Esteemed Contributor
Posts: 5,110
Registered: ‎09-05-2014

Re: Today Doesn't Even Feel Like Thanksgiving

Ummm, yeah.  Sure. Okay.  

Esteemed Contributor
Posts: 7,662
Registered: ‎02-19-2014

Re: Today Doesn't Even Feel Like Thanksgiving

Freedom from Want is Norman Rockwell's famous depiction of the Third Freedom from FDR's Four Freedoms State of the Union speech.


From Wikipedia:


"The Four Freedoms Speech was given on January 6, 1941. Roosevelt's hope was to provide a rationale for why the United States should abandon the isolationist policies that emerged from World War I. In the address, Roosevelt critiqued Isolationism, saying: "No realistic American can expect from a dictator's peace international generosity, or return of true independence, or world disarmament, or freedom of expression, or freedom of religion–or even good business. Such a peace would bring no security for us or for our neighbors. "Those, who would give up essential liberty to purchase a little temporary safety, deserve neither liberty nor safety."


The speech coincided with the introduction of the Lend-Lease Act, which promoted Roosevelt's plan to become the "arsenal of democracy" and support the Allies (mainly the British) with much-needed supplies.


Furthermore, the speech established what would become the ideological basis for America's involvement in World War II, all framed in terms of individual rights and liberties that are the hallmark of American politics.


The speech delivered by President Roosevelt incorporated the following text, known as the "Four Freedoms":

In the future days, which we seek to make secure, we look forward to a world founded upon four essential human freedoms.


The first is freedom of speech and expression—everywhere in the world.


The second is freedom of every person to worship God in his own way—everywhere in the world.


The third is freedom from want—which, translated into world terms, means economic understandings which will secure to every nation a healthy peacetime life for its inhabitants—everywhere in the world.


The fourth is freedom from fear—which, translated into world terms, means a world-wide reduction of armaments to such a point and in such a thorough fashion that no nation will be in a position to commit an act of physical aggression against any neighbor—anywhere in the world.


That is no vision of a distant millennium.


It is a definite basis for a kind of world attainable in our own time and generation.


That kind of world is the very antithesis of the so-called new order of tyranny which the dictators seek to create with the crash of a bomb.

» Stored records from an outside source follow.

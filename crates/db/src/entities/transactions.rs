//! `SeaORM` Entity for transactions table.

use sea_orm::entity::prelude::*;

#[derive(Clone, Debug, PartialEq, Eq, DeriveEntityModel)]
#[sea_orm(table_name = "transactions")]
pub struct Model {
    #[sea_orm(primary_key, auto_increment = false)]
    pub tenant_id: String,
    #[sea_orm(primary_key, auto_increment = false)]
    pub id: String,
    pub transaction_type: String,
    pub currency: String,
    pub line_items: Option<String>,
    pub totals: Option<String>,
    pub metadata: Option<String>,
    pub pending: bool,
    pub root_transaction_id: String,
    pub previous_transaction_id: Option<String>,
    pub next_transaction_id: Option<String>,
    pub created_date: DateTimeUtc,
    pub created_by: String,
}

#[derive(Copy, Clone, Debug, EnumIter, DeriveRelation)]
pub enum Relation {}

impl ActiveModelBehavior for ActiveModel {}
//! Transaction plan types.
//!
//! A plan is the pre-commit description of a transaction: which rails move
//! how much, in which order. Plans are produced by the pure planners and
//! consumed by the executor.

use chrono::{DateTime, Utc};
use rust_decimal::Decimal;
use serde::{Deserialize, Serialize};
use serde_json::Value as JsonValue;
use tessera_shared::types::{Cents, TransactionId};

use crate::value::Value;

/// Transaction type.
#[derive(Debug, Clone, Copy, PartialEq, Eq, Hash, Serialize, Deserialize)]
#[serde(rename_all = "snake_case")]
pub enum TransactionType {
    /// Creation of a value.
    InitialBalance,
    /// Purchase paid from one or more sources.
    Checkout,
    /// Fixed increase of a value.
    Credit,
    /// Fixed decrease of a value.
    Debit,
    /// Movement from one source to a value.
    Transfer,
    /// Claim of a generic code by a contact.
    Attach,
    /// Completion of a pending transaction.
    Capture,
    /// Cancellation of a pending transaction.
    Void,
    /// Undo of a completed transaction.
    Reverse,
}

impl TransactionType {
    /// Wire name of the type.
    #[must_use]
    pub const fn as_str(self) -> &'static str {
        match self {
            Self::InitialBalance => "initial_balance",
            Self::Checkout => "checkout",
            Self::Credit => "credit",
            Self::Debit => "debit",
            Self::Transfer => "transfer",
            Self::Attach => "attach",
            Self::Capture => "capture",
            Self::Void => "void",
            Self::Reverse => "reverse",
        }
    }
}

impl std::fmt::Display for TransactionType {
    fn fmt(&self, f: &mut std::fmt::Formatter<'_>) -> std::fmt::Result {
        f.write_str(self.as_str())
    }
}

impl std::str::FromStr for TransactionType {
    type Err = String;

    fn from_str(s: &str) -> Result<Self, Self::Err> {
        match s {
            "initial_balance" => Ok(Self::InitialBalance),
            "checkout" => Ok(Self::Checkout),
            "credit" => Ok(Self::Credit),
            "debit" => Ok(Self::Debit),
            "transfer" => Ok(Self::Transfer),
            "attach" => Ok(Self::Attach),
            "capture" => Ok(Self::Capture),
            "void" => Ok(Self::Void),
            "reverse" => Ok(Self::Reverse),
            _ => Err(format!("Unknown transaction type: {s}")),
        }
    }
}

/// Kind of line item.
#[derive(Debug, Clone, Copy, Default, PartialEq, Eq, Serialize, Deserialize)]
#[serde(rename_all = "snake_case")]
pub enum LineItemType {
    /// A product.
    #[default]
    Product,
    /// Shipping.
    Shipping,
    /// A fee.
    Fee,
}

impl std::fmt::Display for LineItemType {
    fn fmt(&self, f: &mut std::fmt::Formatter<'_>) -> std::fmt::Result {
        match self {
            Self::Product => write!(f, "product"),
            Self::Shipping => write!(f, "shipping"),
            Self::Fee => write!(f, "fee"),
        }
    }
}

/// Computed amounts of one line item.
#[derive(Debug, Clone, Copy, Default, PartialEq, Eq, Serialize, Deserialize)]
#[serde(rename_all = "camelCase")]
pub struct LineTotal {
    /// `unit_price * quantity`.
    pub subtotal: Cents,
    /// Amount tax was computed on.
    pub taxable: Cents,
    /// Tax.
    pub tax: Cents,
    /// Discount applied by discount values.
    pub discount: Cents,
    /// Amount still unpaid.
    pub remainder: Cents,
    /// `subtotal + tax - discount`.
    pub payable: Cents,
}

/// A priced line item.
#[derive(Debug, Clone, PartialEq, Serialize, Deserialize)]
#[serde(rename_all = "camelCase")]
pub struct LineItem {
    /// Kind of item.
    pub r#type: LineItemType,
    /// Product id.
    pub product_id: Option<String>,
    /// Variant id.
    pub variant_id: Option<String>,
    /// Price of one unit.
    pub unit_price: Cents,
    /// Quantity.
    pub quantity: i64,
    /// Tax rate, e.g. `0.10`.
    pub tax_rate: Option<Decimal>,
    /// Share of the price kept by the marketplace.
    pub marketplace_rate: Option<Decimal>,
    /// Free-form tags.
    #[serde(default)]
    pub tags: Vec<String>,
    /// Free-form metadata.
    pub metadata: Option<JsonValue>,
    /// Computed amounts.
    pub line_total: LineTotal,
}

/// Marketplace accounting for multi-seller checkouts.
#[derive(Debug, Clone, Copy, Default, PartialEq, Eq, Serialize, Deserialize)]
#[serde(rename_all = "camelCase")]
pub struct MarketplaceTotals {
    /// Seller share of the line items before discounts.
    pub seller_gross: Cents,
    /// Discounts funded by the seller.
    pub seller_discount: Cents,
    /// `seller_gross - seller_discount`.
    pub seller_net: Cents,
}

/// Transaction totals.
#[derive(Debug, Clone, Copy, Default, PartialEq, Eq, Serialize, Deserialize)]
#[serde(rename_all = "camelCase")]
pub struct TransactionTotals {
    /// Sum of line subtotals.
    pub subtotal: Cents,
    /// Sum of line tax.
    pub tax: Cents,
    /// Sum of line discounts.
    pub discount: Cents,
    /// Discount paid by ledger values.
    pub discount_ledger: Cents,
    /// Sum of line payable.
    pub payable: Cents,
    /// Non-discount amount paid by ledger values.
    pub paid_ledger: Cents,
    /// Amount charged to the processor.
    pub paid_processor: Cents,
    /// Amount paid by internal sources.
    pub paid_internal: Cents,
    /// Amount left unpaid.
    pub remainder: Cents,
    /// Present when the checkout involves marketplace accounting.
    #[serde(skip_serializing_if = "Option::is_none")]
    pub marketplace: Option<MarketplaceTotals>,
}

/// What a ledger step does to its value row.
#[derive(Debug, Clone, Copy, PartialEq, Eq, Serialize, Deserialize)]
#[serde(rename_all = "snake_case")]
pub enum LedgerAction {
    /// Conditional update of an existing row.
    Update,
    /// Insert of a new row.
    Insert,
}

/// Step against the internal ledger.
#[derive(Debug, Clone, PartialEq, Serialize, Deserialize)]
#[serde(rename_all = "camelCase")]
pub struct LedgerPlanStep {
    /// Snapshot of the value at planning time (the full row for inserts).
    pub value: Value,
    /// Signed balance delta. Ignored when the value has no balance.
    pub amount: Cents,
    /// Signed uses delta.
    pub uses: Option<i64>,
    /// Update or insert.
    pub action: LedgerAction,
    /// Permit the step on a frozen value.
    #[serde(default)]
    pub allow_frozen: bool,
    /// Permit the step on a canceled value.
    #[serde(default)]
    pub allow_canceled: bool,
}

impl LedgerPlanStep {
    /// An update step with the default guards.
    #[must_use]
    pub fn update(value: Value, amount: Cents, uses: Option<i64>) -> Self {
        Self {
            value,
            amount,
            uses,
            action: LedgerAction::Update,
            allow_frozen: false,
            allow_canceled: false,
        }
    }

    /// An insert step for a new value row.
    #[must_use]
    pub fn insert(value: Value) -> Self {
        let amount = value.balance.unwrap_or(0);
        let uses = value.uses_remaining;
        Self {
            value,
            amount,
            uses,
            action: LedgerAction::Insert,
            allow_frozen: false,
            allow_canceled: false,
        }
    }

    /// Balance after the step, `None` when the value has no balance.
    #[must_use]
    pub fn balance_after(&self) -> Option<Cents> {
        match self.action {
            LedgerAction::Insert => self.value.balance,
            LedgerAction::Update => self.value.balance.map(|b| b.saturating_add(self.amount)),
        }
    }

    /// Uses after the step, `None` when the value has unlimited uses.
    #[must_use]
    pub fn uses_after(&self) -> Option<i64> {
        match self.action {
            LedgerAction::Insert => self.value.uses_remaining,
            LedgerAction::Update => self
                .value
                .uses_remaining
                .map(|u| u.saturating_add(self.uses.unwrap_or(0))),
        }
    }
}

/// Processor operation.
#[derive(Debug, Clone, PartialEq, Eq, Serialize, Deserialize)]
#[serde(tag = "type", rename_all = "snake_case")]
pub enum ProcessorAction {
    /// Charge a payment source.
    Charge {
        /// Tokenized payment source.
        source: String,
        /// Amount to charge.
        amount: Cents,
        /// Capture immediately, or only authorize.
        capture: bool,
    },
    /// Refund a charge.
    Refund {
        /// Charge to refund.
        charge_id: String,
        /// Amount to refund.
        amount: Cents,
        /// Refund reason.
        reason: String,
    },
    /// Capture an authorized charge.
    Capture {
        /// Charge to capture.
        charge_id: String,
        /// Amount to capture.
        amount: Cents,
    },
}

impl ProcessorAction {
    /// Signed amount from the shopper's point of view: charges are negative.
    #[must_use]
    pub fn signed_amount(&self) -> Cents {
        match self {
            Self::Charge { amount, .. } => -amount,
            Self::Refund { amount, .. } => *amount,
            Self::Capture { .. } => 0,
        }
    }

    /// Wire name of the operation.
    #[must_use]
    pub const fn kind(&self) -> &'static str {
        match self {
            Self::Charge { .. } => "charge",
            Self::Refund { .. } => "refund",
            Self::Capture { .. } => "capture",
        }
    }
}

/// Result returned by the processor for one operation.
#[derive(Debug, Clone, PartialEq, Eq, Serialize, Deserialize)]
#[serde(rename_all = "camelCase")]
pub struct ProcessorReceipt {
    /// Id of the object created (charge or refund id).
    pub id: String,
    /// Charge the object belongs to.
    pub charge_id: String,
    /// Amount the processor reports.
    pub amount: Cents,
}

/// Step against the external processor.
#[derive(Debug, Clone, PartialEq, Eq, Serialize, Deserialize)]
#[serde(rename_all = "camelCase")]
pub struct ProcessorPlanStep {
    /// Operation.
    pub action: ProcessorAction,
    /// Idempotency key, assigned when the step is executed.
    pub idempotency_key: Option<String>,
    /// Processor receipt, present after execution.
    pub receipt: Option<ProcessorReceipt>,
}

impl ProcessorPlanStep {
    /// Creates an unexecuted step.
    #[must_use]
    pub fn new(action: ProcessorAction) -> Self {
        Self {
            action,
            idempotency_key: None,
            receipt: None,
        }
    }
}

/// Bookkeeping-only step on an internal source.
#[derive(Debug, Clone, PartialEq, Eq, Serialize, Deserialize)]
#[serde(rename_all = "camelCase")]
pub struct InternalPlanStep {
    /// Caller-defined id.
    pub internal_id: String,
    /// Caller-declared available balance.
    pub balance: Cents,
    /// Signed delta.
    pub amount: Cents,
    /// Applied before tax.
    #[serde(default)]
    pub pretax: bool,
    /// Applied before ledger values.
    #[serde(default)]
    pub before_ledger: bool,
}

/// A plan step, tagged by rail.
#[derive(Debug, Clone, PartialEq, Serialize, Deserialize)]
#[serde(tag = "rail", rename_all = "snake_case")]
pub enum PlanStep {
    /// Internal ledger.
    Ledger(LedgerPlanStep),
    /// External processor.
    Processor(ProcessorPlanStep),
    /// Internal adjustment rail.
    Internal(InternalPlanStep),
}

impl PlanStep {
    /// Signed amount of the step.
    #[must_use]
    pub fn amount(&self) -> Cents {
        match self {
            Self::Ledger(step) => step.amount,
            Self::Processor(step) => step.action.signed_amount(),
            Self::Internal(step) => step.amount,
        }
    }
}

/// Pre-commit description of a transaction.
#[derive(Debug, Clone, PartialEq, Serialize, Deserialize)]
#[serde(rename_all = "camelCase")]
pub struct TransactionPlan {
    /// Transaction id (caller supplied).
    pub id: TransactionId,
    /// Transaction type.
    pub transaction_type: TransactionType,
    /// Currency.
    pub currency: String,
    /// Steps in application order.
    pub steps: Vec<PlanStep>,
    /// Priced line items (checkout only).
    pub line_items: Option<Vec<LineItem>>,
    /// Totals.
    pub totals: Option<TransactionTotals>,
    /// Request metadata.
    pub metadata: Option<JsonValue>,
    /// Whether the transaction awaits capture or void.
    pub pending: bool,
    /// Predecessor in a chain.
    pub previous_transaction_id: Option<TransactionId>,
    /// First transaction of the chain (its own id when unchained).
    pub root_transaction_id: TransactionId,
    /// Planning time.
    pub created_date: DateTime<Utc>,
    /// Caller identity.
    pub created_by: String,
}

impl TransactionPlan {
    /// Creates an empty plan for an unchained transaction.
    #[must_use]
    pub fn new(
        id: TransactionId,
        transaction_type: TransactionType,
        currency: impl Into<String>,
        created_date: DateTime<Utc>,
        created_by: impl Into<String>,
    ) -> Self {
        Self {
            root_transaction_id: id.clone(),
            id,
            transaction_type,
            currency: currency.into(),
            steps: Vec::new(),
            line_items: None,
            totals: None,
            metadata: None,
            pending: false,
            previous_transaction_id: None,
            created_date,
            created_by: created_by.into(),
        }
    }

    /// Unpaid amount, 0 when the plan has no totals.
    #[must_use]
    pub fn remainder(&self) -> Cents {
        self.totals.map_or(0, |t| t.remainder)
    }

    /// Whether any step targets the external processor.
    #[must_use]
    pub fn has_processor_steps(&self) -> bool {
        self.steps.iter().any(|s| matches!(s, PlanStep::Processor(_)))
    }

    /// Ledger steps in plan order.
    pub fn ledger_steps(&self) -> impl Iterator<Item = &LedgerPlanStep> {
        self.steps.iter().filter_map(|s| match s {
            PlanStep::Ledger(step) => Some(step),
            _ => None,
        })
    }
}
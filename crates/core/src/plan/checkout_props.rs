//! Property-based tests for the checkout planner.
//!
//! - Property 1: Totals conservation
//! - Property 2: Payment conservation
//! - Property 3: Fixed balances are never overdrawn

use proptest::prelude::*;
use rust_decimal::Decimal;
use tessera_shared::types::ValueId;

use super::checkout::plan_checkout;
use super::request::{CheckoutRequest, LedgerSource, LineItemRequest, SourceRequest};
use crate::rules::RuleCache;
use crate::test_support::{ctx, promotion, tx_id, value};
use crate::value::Value;

/// Strategy to generate line items (price 0 to 100.00, quantity 1 to 5, tax 0 to 25%).
fn line_item_strategy() -> impl Strategy<Value = LineItemRequest> {
    (0i64..10_000, 1i64..=5, 0i64..=25).prop_map(|(unit_price, quantity, tax)| LineItemRequest {
        unit_price,
        quantity: Some(quantity),
        tax_rate: Some(Decimal::new(tax, 2)),
        ..LineItemRequest::default()
    })
}

/// Strategy to generate wallet balances.
fn balances_strategy() -> impl Strategy<Value = Vec<i64>> {
    prop::collection::vec(0i64..20_000, 0..4)
}

fn build(
    line_items: Vec<LineItemRequest>,
    balances: &[i64],
    promo_percent: Option<i64>,
) -> (CheckoutRequest, Vec<Value>) {
    let mut values: Vec<Value> = balances
        .iter()
        .enumerate()
        .map(|(i, balance)| value(&format!("card-{i}"), Some(*balance)))
        .collect();
    if let Some(percent) = promo_percent {
        values.push(promotion(
            "promo",
            &format!("currentLineItem.lineTotal.subtotal * {percent} / 100"),
        ));
    }

    let sources = values
        .iter()
        .map(|v| SourceRequest::Ledger(LedgerSource::value(ValueId::parse(v.id.as_str()).unwrap())))
        .collect();

    let request = CheckoutRequest {
        id: tx_id("checkout-prop"),
        currency: "USD".to_string(),
        line_items,
        sources,
        allow_remainder: true,
        simulate: false,
        pending: false,
        rounding_mode: None,
        metadata: None,
    };
    (request, values)
}

proptest! {
    #![proptest_config(ProptestConfig::with_cases(100))]

    /// **Property 1: Totals conservation**
    ///
    /// *For any* checkout, the sum of line payable equals `totals.payable`,
    /// which equals `subtotal + tax - discount`.
    #[test]
    fn prop_totals_conservation(
        line_items in prop::collection::vec(line_item_strategy(), 1..5),
        balances in balances_strategy(),
        promo_percent in prop::option::of(0i64..=100),
    ) {
        let rules = RuleCache::new();
        let (request, values) = build(line_items, &balances, promo_percent);
        let plan = plan_checkout(&request, &values, &ctx(&rules)).unwrap();
        let totals = plan.totals.unwrap();
        let items = plan.line_items.unwrap();

        let line_payable: i64 = items.iter().map(|i| i.line_total.payable).sum();
        let line_remainder: i64 = items.iter().map(|i| i.line_total.remainder).sum();

        prop_assert_eq!(line_payable, totals.payable);
        prop_assert_eq!(totals.payable, totals.subtotal + totals.tax - totals.discount);
        prop_assert_eq!(line_remainder, totals.remainder);
    }

    /// **Property 2: Payment conservation**
    ///
    /// *For any* checkout, payable is covered exactly by non-discount payments
    /// plus the remainder, and the remainder is never negative.
    #[test]
    fn prop_payment_conservation(
        line_items in prop::collection::vec(line_item_strategy(), 1..5),
        balances in balances_strategy(),
        promo_percent in prop::option::of(0i64..=100),
    ) {
        let rules = RuleCache::new();
        let (request, values) = build(line_items, &balances, promo_percent);
        let plan = plan_checkout(&request, &values, &ctx(&rules)).unwrap();
        let totals = plan.totals.unwrap();

        prop_assert!(totals.remainder >= 0);
        prop_assert_eq!(
            totals.payable,
            totals.paid_ledger + totals.paid_internal + totals.paid_processor + totals.remainder
        );
        prop_assert_eq!(totals.discount, totals.discount_ledger);
    }

    /// **Property 3: Fixed balances are never overdrawn**
    ///
    /// *For any* checkout, every ledger step is a debit no larger than the
    /// value's balance, and zero-amount steps are dropped.
    #[test]
    fn prop_fixed_balances_not_overdrawn(
        line_items in prop::collection::vec(line_item_strategy(), 1..5),
        balances in balances_strategy(),
    ) {
        let rules = RuleCache::new();
        let (request, values) = build(line_items, &balances, None);
        let plan = plan_checkout(&request, &values, &ctx(&rules)).unwrap();

        for step in plan.ledger_steps() {
            prop_assert!(step.amount < 0);
            prop_assert!(step.balance_after().unwrap() >= 0);
        }
    }
}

— Franklin D. Roosevelt, excerpted from the State of the Union Address to the Congress, January 6, 1941

The declaration of the Four Freedoms as a justification for war would resonate through the remainder of the war, and for decades longer as a frame of remembrance. The Freedoms became the staple of America's war aims and the center of all attempts to rally public support for the war. With the creation of the Office of War Information (1942), as well as the famous paintings by Norman Rockwell, the Freedoms were advertised as values central to American life and examples of American exceptionalism.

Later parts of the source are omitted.